One, convolution calculation
2. Motivation
Convolution operations help improve machine learning systems through three important ideas:
- Sparse interactions
- Parameter sharing: refers to using the same parameters in multiple functions of a model.
- Equivariant representations
Three, pooling
The pooling function uses the overall statistical characteristics of adjacent outputs at a certain location to replace the output of the network at that location. The max pooling function gives the maximum value in the adjacent rectangular area.
Fourth, convolution and pooling as an infinitely strong prior
Whether a prior is considered strong or weak depends on the degree of concentration of the probability density in the prior. Weak priors have high entropy values, such as Gaussian distribution with large variance. Such a priori allows the data to have more or less freedom to change the parameters. Strong priors have low entropy values, such as Gaussian distribution with small variance. Such a priori plays a more active role in determining the final value of the parameter.

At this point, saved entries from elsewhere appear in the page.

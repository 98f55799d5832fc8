//! Model feature conversion tests.

pub mod tests_conversion;
#[cfg(feature = "model-store")]
pub mod tests_store;
//! Text utilities for identifiers and quoted literals.

/// Check if a string is a valid identifier.
///
/// Uses Unicode Standard Annex #31 rules, additionally allowing a leading
/// underscore.
pub fn is_identifier(text: &str) -> bool {
    let mut chars = text.chars();
    match chars.next() {
        Some(first) if first == '_' || unicode_ident::is_xid_start(first) => {
            chars.all(unicode_ident::is_xid_continue)
        }
        _ => false,
    }
}

/// Strip one pair of matching single or double quotes, if present.
pub fn strip_quotes(text: &str) -> &str {
    let text = text.trim();
    for quote in ['"', '\''] {
        if let Some(inner) = text
            .strip_prefix(quote)
            .and_then(|rest| rest.strip_suffix(quote))
        {
            return inner;
        }
    }
    text
}
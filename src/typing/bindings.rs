//! Binding scopes: formal parameter name → actual argument text.

use rustc_hash::FxHashMap;

use crate::base::Name;
use crate::syntax::ExpressionNode;

/// The argument bindings of one function invocation.
///
/// Values are the textual form of the actual arguments. A scope is
/// computed fresh for each invocation and never inherits the caller's
/// bindings; callers translate actual arguments through their own scope
/// before binding (see [`BindingScope::bind`]).
#[derive(Clone, Debug, Default, PartialEq, Eq)]
pub struct BindingScope {
    bindings: FxHashMap<Name, Name>,
}

impl BindingScope {
    pub fn new() -> Self {
        Self::default()
    }

    /// Bind each formal parameter to the text of the corresponding actual
    /// argument, translated through `caller` first.
    ///
    /// Formals without a matching actual are left unbound.
    pub fn bind(formals: &[Name], actuals: &[ExpressionNode], caller: &BindingScope) -> Self {
        let bindings = formals
            .iter()
            .zip(actuals)
            .map(|(formal, actual)| {
                let text = actual.to_string();
                (formal.clone(), Name::from(caller.translate(&text)))
            })
            .collect();
        Self { bindings }
    }

    pub fn get(&self, identifier: &str) -> Option<&str> {
        self.bindings.get(identifier).map(Name::as_str)
    }

    /// The bound value of `identifier`, or `identifier` itself if unbound.
    pub fn translate<'a>(&'a self, identifier: &'a str) -> &'a str {
        self.get(identifier).unwrap_or(identifier)
    }

    pub fn insert(&mut self, formal: impl Into<Name>, actual: impl Into<Name>) {
        self.bindings.insert(formal.into(), actual.into());
    }

    pub fn is_empty(&self) -> bool {
        self.bindings.is_empty()
    }

    pub fn len(&self) -> usize {
        self.bindings.len()
    }

    pub fn iter(&self) -> impl Iterator<Item = (&str, &str)> {
        self.bindings.iter().map(|(k, v)| (k.as_str(), v.as_str()))
    }
}

impl<K: Into<Name>, V: Into<Name>> FromIterator<(K, V)> for BindingScope {
    fn from_iter<T: IntoIterator<Item = (K, V)>>(iter: T) -> Self {
        Self {
            bindings: iter
                .into_iter()
                .map(|(k, v)| (k.into(), v.into()))
                .collect(),
        }
    }
}
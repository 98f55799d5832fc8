use rankexpr::transform::{
    ExpressionTransformer, ModelFeatureConverter, ModelImportError, TransformContext, TransformError,
};
use rankexpr::typing::TypeResolutionContext;

use crate::helpers::fixtures::{context_with, expression, ty, DECLARATIONS};
use crate::helpers::importers::CountingImporter;

#[test]
fn test_same_model_is_imported_once_and_both_uses_type() {
    let importer = CountingImporter::standard();
    let seed = context_with(Vec::new());
    let mut context = TransformContext::new(&importer).with_types(&seed);
    let mut converter = ModelFeatureConverter::new();

    let converted = converter
        .transform(
            &expression(
                "reduce(tensorflow(\"models/dense\", serving_default, logits), max) \
                 + tensorflow('models/./dense', serving_default, score)",
            ),
            &mut context,
        )
        .unwrap();

    assert_eq!(importer.imports(), 1);
    assert_eq!(
        converted,
        expression(
            "reduce(dense_layer(query(input)), max) + reduce(dense_layer(query(input)), sum)"
        )
    );

    // The rewritten tree types once the model's functions and constants
    // are visible.
    let (functions, constants) = context.into_parts();
    let mut types = TypeResolutionContext::new(functions.into_values());
    for (reference, tensor_type) in constants {
        types.declare(reference, tensor_type);
    }
    DECLARATIONS.declare_into(&mut types);

    assert_eq!(
        expression("dense_layer(query(input))").type_of(&types).unwrap(),
        ty("tensor(d0[1],d2[2])")
    );
    assert_eq!(converted.type_of(&types).unwrap(), ty("tensor()"));
}

#[test]
fn test_features_inside_function_arguments_are_converted() {
    let importer = CountingImporter::standard();
    let mut context = TransformContext::new(&importer);
    let converted = ModelFeatureConverter::new()
        .transform(
            &expression("my_function(tensorflow(\"models/constant\"), attribute(popularity))"),
            &mut context,
        )
        .unwrap();
    assert_eq!(
        converted,
        expression("my_function(attribute(popularity) * 0.5, attribute(popularity))")
    );
}

#[test]
fn test_failures_name_the_feature_and_keep_the_cause() {
    let importer = CountingImporter::standard();
    let mut context = TransformContext::new(&importer);
    let mut converter = ModelFeatureConverter::new();

    let err = converter
        .transform(&expression("1 + tensorflow(\"models/dense\", other)"), &mut context)
        .unwrap_err();
    assert_eq!(
        err.to_string(),
        "Could not use model from tensorflow(\"models/dense\",other)"
    );
    assert!(matches!(
        err.root_cause(),
        TransformError::Import(ModelImportError::UnknownSignature { .. })
    ));

    let source = std::error::Error::source(&err).map(ToString::to_string);
    assert_eq!(
        source.as_deref(),
        Some("model 'dense' does not have a signature 'other', available signatures: serving_default")
    );
}

#[test]
fn test_missing_model_is_imported_again_after_failure() {
    let importer = CountingImporter::standard();
    let mut context = TransformContext::new(&importer);
    let mut converter = ModelFeatureConverter::new();
    for _ in 0..2 {
        let err = converter
            .transform(&expression("tensorflow(\"models/missing\")"), &mut context)
            .unwrap_err();
        assert!(matches!(
            err.root_cause(),
            TransformError::Import(ModelImportError::NotFound(_))
        ));
    }
    assert_eq!(importer.imports(), 2);
    assert_eq!(converter.imported_models(), 0);
}
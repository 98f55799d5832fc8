//! Syntax: expression trees, references and function definitions.
//!
//! The parser in [`crate::parser`] produces these types; everything above
//! this layer works on them.

mod expression;
mod function;
mod reference;

pub use expression::{
    Aggregator, ArithmeticOperator, ComparisonOperator, ExpressionNode, Function, TensorFunction,
    Value,
};
pub use function::ExpressionFunction;
pub use reference::Reference;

Thinking of convolutional neural networks as fully connected networks with infinitely strong priors can help us gain a better insight into how convolutional neural networks work.
- One of the key insights is that convolution and pooling can lead to underfitting.
- Another key insight is that when we compare the statistical learning performance of convolution models, we can only use other convolution models in the benchmark as the object of comparison.
V. Variants of the basic convolution function
- Valid convolution
- Same convolution
- Full convolution
Six, structured output
Convolutional neural networks can be used to output high-dimensional structured objects, not just predicting class labels for classification tasks or real values for regression tasks.
Seven, data type
The data used by convolutional networks usually contains multiple channels, and each channel is a different observation at a certain point in time or space.
8. Efficient convolution algorithm
Convolution is equivalent to using Fourier transform to convert both the input and the kernel to the frequency domain, performing point-by-point multiplication of the two signals, and then using the inverse Fourier transform to convert back to the time domain.
Designing methods to perform convolution or approximate convolution faster without compromising the accuracy of the model is an active area of research. Even techniques that only improve the efficiency of forward propagation are useful, because in a business environment, deploying a network usually consumes more resources than training a network.
Nine, random or unsupervised features
The most expensive part of convolutional network training is learning features.
There are three basic strategies to get the convolution kernel without supervised training.
- Simply initialize them randomly
- Design them manually
- Use unsupervised criteria to learn the kernel
Use unsupervised criteria to learn features so that they can be determined independently of the classification layer at the top of the network structure. Then it only needs to extract the features of all the training sets once to construct a new training set for the last layer. Assuming that the last layer is similar to logistic regression or SVM, learning the last layer is usually a convex optimization problem.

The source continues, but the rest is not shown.